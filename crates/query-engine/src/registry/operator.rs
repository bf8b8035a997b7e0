//! Filter operators and their typed handlers.

use std::cmp::Ordering;
use std::fmt;
use std::sync::Arc;

use fnv::FnvBuildHasher;
use indexmap::IndexMap;

use crate::types::StringComparison;

use super::value::{FilterValue, Value, ValueType};

/// Operators every engine starts with.
pub const DEFAULT_OPERATORS: [&str; 7] = [":", "=", "!=", "<", ">", "<=", ">="];

type HandlerFn = dyn Fn(&Value, &Value, StringComparison) -> bool + Send + Sync;

/// A comparison between a filter value (left) and a query value (right).
#[derive(Clone)]
pub struct OperatorHandler {
    left: ValueType,
    right: ValueType,
    handler: Arc<HandlerFn>,
}

impl OperatorHandler {
    pub fn new<L, R, F>(handler: F) -> Self
    where
        L: FilterValue,
        R: FilterValue,
        F: Fn(&L, &R, StringComparison) -> bool + Send + Sync + 'static,
    {
        Self {
            left: L::value_type(),
            right: R::value_type(),
            handler: Arc::new(move |left: &Value, right: &Value, comparison: StringComparison| {
                match (L::from_value(left), R::from_value(right)) {
                    (Some(left), Some(right)) => handler(&*left, &*right, comparison),
                    _ => false,
                }
            }),
        }
    }

    pub fn left_type(&self) -> ValueType {
        self.left
    }

    pub fn right_type(&self) -> ValueType {
        self.right
    }

    pub fn call(&self, left: &Value, right: &Value, comparison: StringComparison) -> bool {
        (self.handler)(left, right, comparison)
    }
}

impl fmt::Debug for OperatorHandler {
    fn fmt(&self, f: &mut fmt::Formatter<'_>) -> fmt::Result {
        f.debug_struct("OperatorHandler")
            .field("left", &self.left)
            .field("right", &self.right)
            .finish()
    }
}

/// An operator token and its handlers keyed by `(left, right)` type.
#[derive(Debug, Clone)]
pub struct FilterOperator {
    token: String,
    handlers: IndexMap<(ValueType, ValueType), OperatorHandler, FnvBuildHasher>,
}

impl FilterOperator {
    pub fn new(token: impl Into<String>) -> Self {
        Self {
            token: token.into(),
            handlers: IndexMap::default(),
        }
    }

    pub fn token(&self) -> &str {
        &self.token
    }

    pub fn handlers(&self) -> impl Iterator<Item = &OperatorHandler> {
        self.handlers.values()
    }

    /// Adds a handler, returning the one it replaced for the same type pair.
    pub(crate) fn add_handler(&mut self, handler: OperatorHandler) -> Option<OperatorHandler> {
        self.handlers
            .insert((handler.left_type(), handler.right_type()), handler)
    }

    pub fn handler(&self, left: ValueType, right: ValueType) -> Option<&OperatorHandler> {
        self.handlers.get(&(left, right))
    }

    /// Picks the handler for resolved types: exact pair, then an object
    /// left-hand side, then the fully generic handler.
    pub fn resolve_handler(&self, left: ValueType, right: ValueType) -> Option<&OperatorHandler> {
        self.handler(left, right)
            .or_else(|| self.handler(ValueType::Object, right))
            .or_else(|| self.handler(ValueType::Object, ValueType::Object))
    }

    /// Whether any handler can take `left` as its left-hand side.
    pub fn accepts_left(&self, left: ValueType) -> bool {
        self.handlers
            .keys()
            .any(|(candidate, _)| *candidate == left || candidate.is_object())
    }

    /// Right-hand types worth trying for a filter of type `left`, specific
    /// types first and `Object` last, otherwise in registration order.
    pub fn candidate_right_types(&self, left: ValueType) -> Vec<ValueType> {
        let mut candidates = Vec::new();
        for (candidate_left, candidate_right) in self.handlers.keys() {
            let applies = *candidate_left == left || (!left.is_object() && candidate_left.is_object());
            if applies && !candidates.contains(candidate_right) {
                candidates.push(*candidate_right);
            }
        }
        candidates.sort_by_key(|right: &ValueType| right.is_object());
        candidates
    }
}

fn ordering_matches(operator: &str, ordering: Option<Ordering>) -> bool {
    let Some(ordering) = ordering else {
        return operator == "!=";
    };
    match operator {
        ":" | "=" => ordering == Ordering::Equal,
        "!=" => ordering != Ordering::Equal,
        "<" => ordering == Ordering::Less,
        ">" => ordering == Ordering::Greater,
        "<=" => ordering != Ordering::Greater,
        ">=" => ordering != Ordering::Less,
        _ => false,
    }
}

/// Builds the default operators with handlers for object, string, int, float
/// and bool values.
pub(crate) fn default_operators() -> Vec<FilterOperator> {
    DEFAULT_OPERATORS
        .iter()
        .map(|&token| {
            let mut operator = FilterOperator::new(token);
            operator.add_handler(OperatorHandler::new(
                move |left: &Value, right: &Value, comparison| {
                    if token == ":" {
                        left.loose_contains(right, comparison)
                    } else {
                        ordering_matches(token, left.loose_cmp(right, comparison))
                    }
                },
            ));
            operator.add_handler(OperatorHandler::new(
                move |left: &String, right: &String, comparison: StringComparison| {
                    if token == ":" {
                        comparison.contains(left, right)
                    } else {
                        ordering_matches(token, Some(comparison.compare(left, right)))
                    }
                },
            ));
            operator.add_handler(OperatorHandler::new(move |left: &i64, right: &i64, _| {
                ordering_matches(token, Some(left.cmp(right)))
            }));
            operator.add_handler(OperatorHandler::new(move |left: &f64, right: &f64, _| {
                ordering_matches(token, left.partial_cmp(right))
            }));
            if matches!(token, ":" | "=" | "!=") {
                operator.add_handler(OperatorHandler::new(move |left: &bool, right: &bool, _| {
                    ordering_matches(token, Some(left.cmp(right)))
                }));
            }
            operator
        })
        .collect()
}
//! Arena-backed query graph.
//!
//! Nodes live in a vector and refer to each other by [`NodeId`]. Rewrites
//! (implicit AND insertion, no-op pruning, the optimizer) only move ids
//! around; detached nodes stay in the arena but are unreachable from the root.

use std::fmt;
use std::sync::Arc;

use super::operation::FilterOperation;

/// Index of a node inside its [`QueryGraph`].
#[derive(Debug, Clone, Copy, PartialEq, Eq, Hash, PartialOrd, Ord)]
pub struct NodeId(usize);

/// Byte range of a node in the original query text.
#[derive(Debug, Clone, Copy, PartialEq, Eq, Default)]
pub struct Span {
    pub index: usize,
    pub length: usize,
}

impl Span {
    pub fn new(index: usize, length: usize) -> Self {
        Self { index, length }
    }

    /// The gap from the end of `before` to the start of `after`.
    pub fn between(before: Span, after: Span) -> Self {
        let index = before.end();
        Self::new(index, after.index.saturating_sub(index))
    }

    pub fn end(self) -> usize {
        self.index + self.length
    }
}

#[derive(Debug, Clone, Copy, PartialEq, Eq, Hash)]
pub enum QueryNodeType {
    And,
    Or,
    Not,
    Filter,
    Search,
    NoOp,
}

impl QueryNodeType {
    pub fn is_combinator(self) -> bool {
        matches!(self, Self::And | Self::Or | Self::Not)
    }

    /// Number of children a fully combined node of this type has.
    pub fn arity(self) -> usize {
        match self {
            Self::And | Self::Or => 2,
            Self::Not => 1,
            Self::Filter | Self::Search | Self::NoOp => 0,
        }
    }

    pub fn keyword(self) -> &'static str {
        match self {
            Self::And => "and",
            Self::Or => "or",
            Self::Not => "not",
            Self::Filter => "filter",
            Self::Search => "search",
            Self::NoOp => "noop",
        }
    }
}

/// A search word or quoted phrase.
#[derive(Debug, Clone, PartialEq, Eq)]
pub struct SearchNode {
    /// The word, or the phrase without its quotes.
    pub text: String,
    /// Whole-string match instead of substring containment (`!word`).
    pub exact: bool,
}

pub enum QueryNodeKind<T> {
    And,
    Or,
    Not,
    Filter(Arc<FilterOperation<T>>),
    Search(SearchNode),
    NoOp,
}

impl<T> QueryNodeKind<T> {
    pub fn node_type(&self) -> QueryNodeType {
        match self {
            Self::And => QueryNodeType::And,
            Self::Or => QueryNodeType::Or,
            Self::Not => QueryNodeType::Not,
            Self::Filter(_) => QueryNodeType::Filter,
            Self::Search(_) => QueryNodeType::Search,
            Self::NoOp => QueryNodeType::NoOp,
        }
    }
}

impl<T> Clone for QueryNodeKind<T> {
    fn clone(&self) -> Self {
        match self {
            Self::And => Self::And,
            Self::Or => Self::Or,
            Self::Not => Self::Not,
            Self::Filter(operation) => Self::Filter(Arc::clone(operation)),
            Self::Search(search) => Self::Search(search.clone()),
            Self::NoOp => Self::NoOp,
        }
    }
}

impl<T> fmt::Debug for QueryNodeKind<T> {
    fn fmt(&self, f: &mut fmt::Formatter<'_>) -> fmt::Result {
        match self {
            Self::Filter(operation) => f.debug_tuple("Filter").field(operation).finish(),
            Self::Search(search) => f.debug_tuple("Search").field(search).finish(),
            other => f.write_str(match other.node_type() {
                QueryNodeType::And => "And",
                QueryNodeType::Or => "Or",
                QueryNodeType::Not => "Not",
                _ => "NoOp",
            }),
        }
    }
}

pub struct QueryNode<T> {
    kind: QueryNodeKind<T>,
    parent: Option<NodeId>,
    children: Vec<NodeId>,
    span: Span,
    text: String,
}

impl<T> QueryNode<T> {
    pub fn kind(&self) -> &QueryNodeKind<T> {
        &self.kind
    }

    pub fn node_type(&self) -> QueryNodeType {
        self.kind.node_type()
    }

    pub fn parent(&self) -> Option<NodeId> {
        self.parent
    }

    pub fn children(&self) -> &[NodeId] {
        &self.children
    }

    pub fn span(&self) -> Span {
        self.span
    }

    /// The query text this node was parsed from. Empty for inserted nodes.
    pub fn text(&self) -> &str {
        &self.text
    }

    /// A combinator still waiting for its operands.
    pub fn is_open_combinator(&self) -> bool {
        self.node_type().is_combinator() && self.children.is_empty()
    }
}

impl<T> fmt::Debug for QueryNode<T> {
    fn fmt(&self, f: &mut fmt::Formatter<'_>) -> fmt::Result {
        f.debug_struct("QueryNode")
            .field("kind", &self.kind)
            .field("parent", &self.parent)
            .field("children", &self.children)
            .field("span", &self.span)
            .field("text", &self.text)
            .finish()
    }
}

pub struct QueryGraph<T> {
    nodes: Vec<QueryNode<T>>,
    root: Option<NodeId>,
}

impl<T> Default for QueryGraph<T> {
    fn default() -> Self {
        Self {
            nodes: Vec::new(),
            root: None,
        }
    }
}

impl<T> QueryGraph<T> {
    pub fn root(&self) -> Option<NodeId> {
        self.root
    }

    pub fn is_empty(&self) -> bool {
        self.root.is_none()
    }

    pub fn node(&self, id: NodeId) -> &QueryNode<T> {
        &self.nodes[id.0]
    }

    pub fn children(&self, id: NodeId) -> &[NodeId] {
        &self.nodes[id.0].children
    }

    pub fn parent(&self, id: NodeId) -> Option<NodeId> {
        self.nodes[id.0].parent
    }

    pub fn node_type(&self, id: NodeId) -> QueryNodeType {
        self.nodes[id.0].node_type()
    }

    /// Textual form of the subtree at `id`. Combinators are rebuilt from
    /// their children, so the result parses back to an equivalent query.
    pub fn identifier(&self, id: NodeId) -> String {
        let node = self.node(id);
        let children = node
            .children
            .iter()
            .map(|child| self.identifier(*child))
            .collect::<Vec<_>>();
        match node.node_type() {
            QueryNodeType::And => format!("({})", children.join(" and ")),
            QueryNodeType::Or => format!("({})", children.join(" or ")),
            QueryNodeType::Not => format!("not {}", children.join(" ")),
            QueryNodeType::Filter | QueryNodeType::Search | QueryNodeType::NoOp => {
                node.text.clone()
            }
        }
    }

    /// Nodes reachable from the root, parents before children.
    pub fn iter(&self) -> impl Iterator<Item = (NodeId, &QueryNode<T>)> + '_ {
        let mut stack = self.root.into_iter().collect::<Vec<_>>();
        std::iter::from_fn(move || {
            let id = stack.pop()?;
            let node = self.node(id);
            stack.extend(node.children.iter().rev().copied());
            Some((id, node))
        })
    }

    pub(crate) fn add_node(
        &mut self,
        kind: QueryNodeKind<T>,
        span: Span,
        text: impl Into<String>,
    ) -> NodeId {
        let id = NodeId(self.nodes.len());
        self.nodes.push(QueryNode {
            kind,
            parent: None,
            children: Vec::new(),
            span,
            text: text.into(),
        });
        id
    }

    pub(crate) fn set_root(&mut self, root: Option<NodeId>) {
        if let Some(id) = root {
            self.nodes[id.0].parent = None;
        }
        self.root = root;
    }

    pub(crate) fn set_kind(&mut self, id: NodeId, kind: QueryNodeKind<T>) {
        self.nodes[id.0].kind = kind;
    }

    pub(crate) fn add_child(&mut self, parent: NodeId, child: NodeId) {
        self.nodes[parent.0].children.push(child);
        self.nodes[child.0].parent = Some(parent);
    }

    pub(crate) fn remove_child(&mut self, parent: NodeId, child: NodeId) {
        self.nodes[parent.0].children.retain(|id| *id != child);
        self.nodes[child.0].parent = None;
    }

    /// Detaches and returns every child of `id`.
    pub(crate) fn take_children(&mut self, id: NodeId) -> Vec<NodeId> {
        let children = std::mem::take(&mut self.nodes[id.0].children);
        for child in &children {
            self.nodes[child.0].parent = None;
        }
        children
    }

    /// Puts `replacement` in the slot `old` occupies in its parent, or makes
    /// it the root. `old` is left detached.
    pub(crate) fn replace_node(&mut self, old: NodeId, replacement: NodeId) {
        if let Some(previous) = self.nodes[replacement.0].parent {
            self.remove_child(previous, replacement);
        }
        match self.nodes[old.0].parent.take() {
            Some(parent) => {
                for slot in &mut self.nodes[parent.0].children {
                    if *slot == old {
                        *slot = replacement;
                    }
                }
                self.nodes[replacement.0].parent = Some(parent);
            }
            None => {
                if self.root == Some(old) {
                    self.set_root(Some(replacement));
                }
            }
        }
    }

    pub(crate) fn swap_children(&mut self, id: NodeId) {
        self.nodes[id.0].children.reverse();
    }
}

impl<T> fmt::Debug for QueryGraph<T> {
    fn fmt(&self, f: &mut fmt::Formatter<'_>) -> fmt::Result {
        f.debug_struct("QueryGraph")
            .field("root", &self.root)
            .field("identifier", &self.root.map(|root| self.identifier(root)))
            .finish()
    }
}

_ _ _ _ _

Problem description
With the line containing "self.set_root(Some(replacement));" as the first and the last line of the records as the final one, print exactly the lines in that span.

Response
                    self.set_root(Some(replacement));
                }
            }
        }
    }

    pub(crate) fn swap_children(&mut self, id: NodeId) {
        self.nodes[id.0].children.reverse();
    }
}

impl<T> fmt::Debug for QueryGraph<T> {
    fn fmt(&self, f: &mut fmt::Formatter<'_>) -> fmt::Result {
        f.debug_struct("QueryGraph")
            .field("root", &self.root)
            .field("identifier", &self.root.map(|root| self.identifier(root)))
            .finish()
    }
}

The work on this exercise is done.